===== Data provided

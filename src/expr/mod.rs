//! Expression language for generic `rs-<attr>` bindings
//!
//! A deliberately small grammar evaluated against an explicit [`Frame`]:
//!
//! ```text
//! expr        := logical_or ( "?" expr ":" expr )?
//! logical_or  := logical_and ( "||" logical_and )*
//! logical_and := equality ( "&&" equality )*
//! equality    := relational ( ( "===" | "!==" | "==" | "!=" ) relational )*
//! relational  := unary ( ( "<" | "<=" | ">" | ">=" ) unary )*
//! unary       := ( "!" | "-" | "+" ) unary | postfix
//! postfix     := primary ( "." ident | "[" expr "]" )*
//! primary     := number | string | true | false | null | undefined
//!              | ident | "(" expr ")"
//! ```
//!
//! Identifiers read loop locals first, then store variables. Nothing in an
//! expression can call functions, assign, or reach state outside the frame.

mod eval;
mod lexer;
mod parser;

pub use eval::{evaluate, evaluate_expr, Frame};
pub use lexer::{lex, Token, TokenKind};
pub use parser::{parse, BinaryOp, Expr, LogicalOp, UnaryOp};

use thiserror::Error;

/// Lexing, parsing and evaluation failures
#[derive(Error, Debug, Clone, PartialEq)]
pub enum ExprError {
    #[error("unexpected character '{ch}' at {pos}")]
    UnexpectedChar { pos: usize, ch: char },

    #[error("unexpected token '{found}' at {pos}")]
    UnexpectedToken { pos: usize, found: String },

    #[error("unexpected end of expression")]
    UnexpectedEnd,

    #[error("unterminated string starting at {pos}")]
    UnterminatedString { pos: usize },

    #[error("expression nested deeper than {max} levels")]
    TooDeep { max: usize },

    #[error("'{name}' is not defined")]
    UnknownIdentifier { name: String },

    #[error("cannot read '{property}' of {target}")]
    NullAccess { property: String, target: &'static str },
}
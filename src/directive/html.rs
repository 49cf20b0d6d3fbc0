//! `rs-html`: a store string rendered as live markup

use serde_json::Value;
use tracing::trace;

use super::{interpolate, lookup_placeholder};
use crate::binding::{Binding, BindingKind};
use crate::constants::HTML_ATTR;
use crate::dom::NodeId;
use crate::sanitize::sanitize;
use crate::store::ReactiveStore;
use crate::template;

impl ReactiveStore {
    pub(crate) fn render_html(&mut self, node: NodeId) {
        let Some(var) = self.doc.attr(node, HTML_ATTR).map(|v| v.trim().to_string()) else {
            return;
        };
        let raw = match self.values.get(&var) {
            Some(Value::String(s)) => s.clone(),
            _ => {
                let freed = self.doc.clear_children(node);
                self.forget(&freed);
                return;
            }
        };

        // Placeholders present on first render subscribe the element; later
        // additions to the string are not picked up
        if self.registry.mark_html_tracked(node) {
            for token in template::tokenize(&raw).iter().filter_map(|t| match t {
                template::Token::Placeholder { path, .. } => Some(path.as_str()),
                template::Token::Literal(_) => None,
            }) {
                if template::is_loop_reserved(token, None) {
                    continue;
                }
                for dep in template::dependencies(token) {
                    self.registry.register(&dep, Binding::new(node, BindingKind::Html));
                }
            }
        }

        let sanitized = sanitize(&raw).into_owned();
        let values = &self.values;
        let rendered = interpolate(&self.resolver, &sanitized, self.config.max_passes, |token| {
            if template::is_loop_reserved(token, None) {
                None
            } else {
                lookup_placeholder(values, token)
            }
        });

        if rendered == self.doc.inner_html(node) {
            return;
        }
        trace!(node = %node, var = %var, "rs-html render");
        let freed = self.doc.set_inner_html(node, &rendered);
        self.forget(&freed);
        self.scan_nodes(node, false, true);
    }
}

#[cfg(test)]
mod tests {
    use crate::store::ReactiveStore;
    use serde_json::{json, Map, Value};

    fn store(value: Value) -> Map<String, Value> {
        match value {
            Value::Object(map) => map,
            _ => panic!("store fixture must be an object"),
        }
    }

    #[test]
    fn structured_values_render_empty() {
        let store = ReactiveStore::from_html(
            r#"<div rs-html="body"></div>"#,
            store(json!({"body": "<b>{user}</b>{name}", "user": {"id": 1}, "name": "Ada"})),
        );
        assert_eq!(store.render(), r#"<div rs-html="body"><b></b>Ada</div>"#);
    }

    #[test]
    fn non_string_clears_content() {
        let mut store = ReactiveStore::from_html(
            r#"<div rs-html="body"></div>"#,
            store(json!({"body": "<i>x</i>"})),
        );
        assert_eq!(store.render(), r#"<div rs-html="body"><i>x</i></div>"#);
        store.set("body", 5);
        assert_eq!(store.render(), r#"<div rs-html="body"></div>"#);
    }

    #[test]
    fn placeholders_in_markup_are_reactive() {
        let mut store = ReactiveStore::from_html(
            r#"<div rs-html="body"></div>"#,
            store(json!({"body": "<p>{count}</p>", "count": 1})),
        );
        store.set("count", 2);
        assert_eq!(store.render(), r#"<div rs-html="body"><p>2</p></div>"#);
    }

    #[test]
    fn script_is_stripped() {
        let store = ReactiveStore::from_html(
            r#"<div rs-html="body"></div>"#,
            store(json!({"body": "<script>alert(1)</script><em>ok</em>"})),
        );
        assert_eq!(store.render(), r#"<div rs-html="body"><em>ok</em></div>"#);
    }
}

==========
===== Data provided

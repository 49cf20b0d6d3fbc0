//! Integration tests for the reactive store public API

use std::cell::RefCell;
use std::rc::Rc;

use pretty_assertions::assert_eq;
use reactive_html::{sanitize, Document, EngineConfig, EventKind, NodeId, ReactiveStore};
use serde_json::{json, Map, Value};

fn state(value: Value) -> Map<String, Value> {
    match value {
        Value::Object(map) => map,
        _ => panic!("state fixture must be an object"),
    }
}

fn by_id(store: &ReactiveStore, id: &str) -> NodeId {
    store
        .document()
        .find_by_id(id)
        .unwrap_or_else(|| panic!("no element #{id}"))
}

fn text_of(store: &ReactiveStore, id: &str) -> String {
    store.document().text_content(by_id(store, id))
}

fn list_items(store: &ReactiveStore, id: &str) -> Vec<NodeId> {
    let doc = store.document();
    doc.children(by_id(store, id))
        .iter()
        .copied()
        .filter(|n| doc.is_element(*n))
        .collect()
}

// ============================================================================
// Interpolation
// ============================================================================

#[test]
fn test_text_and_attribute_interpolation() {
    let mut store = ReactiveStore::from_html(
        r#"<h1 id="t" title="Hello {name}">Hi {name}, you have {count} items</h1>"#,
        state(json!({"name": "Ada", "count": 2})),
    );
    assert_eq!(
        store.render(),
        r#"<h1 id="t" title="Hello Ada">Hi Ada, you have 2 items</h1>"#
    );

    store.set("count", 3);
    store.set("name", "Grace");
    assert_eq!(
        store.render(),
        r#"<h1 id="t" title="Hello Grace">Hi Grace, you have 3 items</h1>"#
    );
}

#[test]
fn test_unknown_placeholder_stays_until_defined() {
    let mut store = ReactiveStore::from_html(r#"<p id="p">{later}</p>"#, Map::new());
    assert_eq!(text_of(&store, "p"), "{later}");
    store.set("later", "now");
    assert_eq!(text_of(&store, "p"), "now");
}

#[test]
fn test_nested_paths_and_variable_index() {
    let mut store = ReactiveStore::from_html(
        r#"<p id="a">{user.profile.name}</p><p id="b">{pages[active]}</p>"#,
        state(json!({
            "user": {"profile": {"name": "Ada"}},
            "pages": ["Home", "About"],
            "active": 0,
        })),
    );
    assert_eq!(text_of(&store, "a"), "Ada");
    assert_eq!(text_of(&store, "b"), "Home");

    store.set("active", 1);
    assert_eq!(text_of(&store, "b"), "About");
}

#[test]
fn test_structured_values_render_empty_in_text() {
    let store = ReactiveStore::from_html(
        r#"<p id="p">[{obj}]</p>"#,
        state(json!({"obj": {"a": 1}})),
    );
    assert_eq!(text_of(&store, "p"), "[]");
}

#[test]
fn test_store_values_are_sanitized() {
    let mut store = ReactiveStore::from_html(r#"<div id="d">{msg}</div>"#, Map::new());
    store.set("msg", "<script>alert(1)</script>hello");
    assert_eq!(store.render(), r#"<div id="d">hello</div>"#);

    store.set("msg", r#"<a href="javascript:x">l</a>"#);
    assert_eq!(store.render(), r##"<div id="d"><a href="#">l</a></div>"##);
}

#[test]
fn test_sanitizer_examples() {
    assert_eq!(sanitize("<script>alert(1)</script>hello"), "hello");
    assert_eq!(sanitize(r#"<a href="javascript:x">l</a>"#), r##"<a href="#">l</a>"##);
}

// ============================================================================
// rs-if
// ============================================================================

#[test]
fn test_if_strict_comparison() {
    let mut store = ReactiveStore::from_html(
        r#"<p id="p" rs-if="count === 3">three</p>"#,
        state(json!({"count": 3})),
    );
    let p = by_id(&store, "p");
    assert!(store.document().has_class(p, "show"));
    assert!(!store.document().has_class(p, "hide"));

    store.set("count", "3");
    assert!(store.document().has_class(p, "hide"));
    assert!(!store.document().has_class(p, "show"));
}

==========

Problem requirements
Scan the records above for the string "freed", then select every line that holds it.

Answer to this task
                let freed = self.doc.clear_children(node);
                self.forget(&freed);
        let freed = self.doc.set_inner_html(node, &rendered);
        self.forget(&freed);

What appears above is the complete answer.